**What is required**
Which lines come from the start of the records through the line that holds "use async_graphql_value::Name;"? Write them out word for word.
=====
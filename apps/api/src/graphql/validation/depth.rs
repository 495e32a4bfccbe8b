//! Query depth limiting
//!
//! Root fields sit at depth 0 and every nested selection set adds one level.
//! Fragment spreads and inline fragments do not add a level: their fields are
//! measured as if written at the spread site. Introspection fields are not
//! counted and fragment cycles are not followed.

use std::collections::HashMap;

use async_graphql_parser::types::{
    ExecutableDocument, FragmentDefinition, OperationDefinition, Selection, SelectionSet,
};
use async_graphql_parser::{Pos, Positioned};
use async_graphql_value::Name;

use crate::graphql::error::ValidationError;

/// Deepest selection nesting a query may use
pub const MAX_QUERY_DEPTH: usize = 5;

/// Name reported for operations declared without one
const ANONYMOUS_OPERATION: &str = "<anonymous>";

/// Rejects operations nested deeper than a fixed limit
#[derive(Debug, Clone, Copy)]
pub struct DepthValidator {
    max_depth: usize,
}

impl Default for DepthValidator {
    fn default() -> Self {
        Self::new(MAX_QUERY_DEPTH)
    }
}

impl DepthValidator {
    pub fn new(max_depth: usize) -> Self {
        Self { max_depth }
    }

    pub fn max_depth(&self) -> usize {
        self.max_depth
    }

    /// Check every operation of the document, one error per violating operation
    pub fn validate(&self, document: &ExecutableDocument) -> Vec<Positioned<ValidationError>> {
        document
            .operations
            .iter()
            .filter_map(|(name, operation)| {
                let deepest = deepest_field(document, &operation.node)?;
                if deepest.depth <= self.max_depth {
                    return None;
                }

                let operation = name.map_or(ANONYMOUS_OPERATION, |name| name.as_str());
                tracing::debug!(
                    operation,
                    depth = deepest.depth,
                    max_depth = self.max_depth,
                    "Rejecting query over depth limit"
                );
                Some(Positioned::new(
                    ValidationError::DepthExceeded {
                        operation: operation.to_string(),
                        max_depth: self.max_depth,
                    },
                    deepest.pos,
                ))
            })
            .collect()
    }
}

/// Depth of the deepest counted field of `operation`
pub fn operation_depth(document: &ExecutableDocument, operation: &OperationDefinition) -> usize {
    deepest_field(document, operation).map_or(0, |deepest| deepest.depth)
}

#[derive(Debug, Clone, Copy)]
struct Deepest {
    depth: usize,
    pos: Pos,
}

fn deepest_field(document: &ExecutableDocument, operation: &OperationDefinition) -> Option<Deepest> {
    let mut measure = Measure {
        fragments: &document.fragments,
        active: Vec::new(),
        deepest: None,
    };
    measure.selection_set(&operation.selection_set.node, 0);
    measure.deepest
}

struct Measure<'a> {
    fragments: &'a HashMap<Name, Positioned<FragmentDefinition>>,
    /// Fragments being expanded on the current path
    active: Vec<&'a str>,
    deepest: Option<Deepest>,
}

impl<'a> Measure<'a> {
    fn selection_set(&mut self, set: &'a SelectionSet, depth: usize) {
        for selection in &set.items {
            match &selection.node {
                Selection::Field(field) => {
                    if field.node.name.node.starts_with("__") {
                        continue;
                    }
                    self.record(depth, field.pos);
                    self.selection_set(&field.node.selection_set.node, depth + 1);
                }
                Selection::InlineFragment(fragment) => {
                    self.selection_set(&fragment.node.selection_set.node, depth);
                }
                Selection::FragmentSpread(spread) => {
                    let name = spread.node.fragment_name.node.as_str();
                    if self.active.contains(&name) {
                        continue;
                    }
                    // unknown fragments are reported by planning
                    let Some(fragment) = self.fragments.get(name) else {
                        continue;
                    };
                    self.active.push(name);
                    self.selection_set(&fragment.node.selection_set.node, depth);
                    self.active.pop();
                }
            }
        }
    }

    fn record(&mut self, depth: usize, pos: Pos) {
        if self.deepest.map_or(true, |deepest| depth > deepest.depth) {
            self.deepest = Some(Deepest { depth, pos });
        }
    }
}
//! Data access layer for Blogroll
//!
//! The query engine reads through the [`Fetcher`] trait and writes through
//! [`Mutator`]. Two implementations of both live here:
//! - [`PgFetcher`]: PostgreSQL, composed of the per-table repositories
//! - [`MemoryStore`]: in-process tables for tests and the `memory` backend

pub mod fetcher;
pub mod member_type;
pub mod memory;
pub mod mutator;
pub mod post;
pub mod postgres;
pub mod profile;
pub mod subscription;
pub mod user;
pub mod utils;

pub use fetcher::{FetchError, FetchResult, Fetcher, KeyedEntities};
pub use member_type::MemberTypeRepository;
pub use memory::{FetchCall, MemoryStore};
pub use mutator::{Mutator, Write, WriteOutcome};
pub use post::PostRepository;
pub use postgres::PgFetcher;
pub use profile::ProfileRepository;
pub use subscription::SubscriptionRepository;
pub use user::UserRepository;
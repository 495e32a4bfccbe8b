//! Post model

use serde::Serialize;
use sqlx::FromRow;
use uuid::Uuid;

/// Post record from the posts table
#[derive(Debug, Clone, PartialEq, FromRow, Serialize)]
pub struct Post {
    /// Unique post identifier
    pub id: Uuid,

    /// Post title
    pub title: String,

    /// Post body
    pub content: String,

    /// User who wrote this post, if any
    pub author_id: Option<Uuid>,
}

impl Post {
    /// Create a post with a fresh random id
    pub fn new(
        author_id: impl Into<Option<Uuid>>,
        title: impl Into<String>,
        content: impl Into<String>,
    ) -> Self {
        Self {
            id: Uuid::new_v4(),
            title: title.into(),
            content: content.into(),
            author_id: author_id.into(),
        }
    }
}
=====
**Exercise answer**
filename apps/api/src/graphql/validation/depth.rs
repository 495e32a4bfccbe8b
//! Query depth limiting
//!
//! Root fields sit at depth 0 and every nested selection set adds one level.
//! Fragment spreads and inline fragments do not add a level: their fields are
//! measured as if written at the spread site. Introspection fields are not
//! counted and fragment cycles are not followed.

use std::collections::HashMap;

use async_graphql_parser::types::{
    ExecutableDocument, FragmentDefinition, OperationDefinition, Selection, SelectionSet,
};
use async_graphql_parser::{Pos, Positioned};
use async_graphql_value::Name;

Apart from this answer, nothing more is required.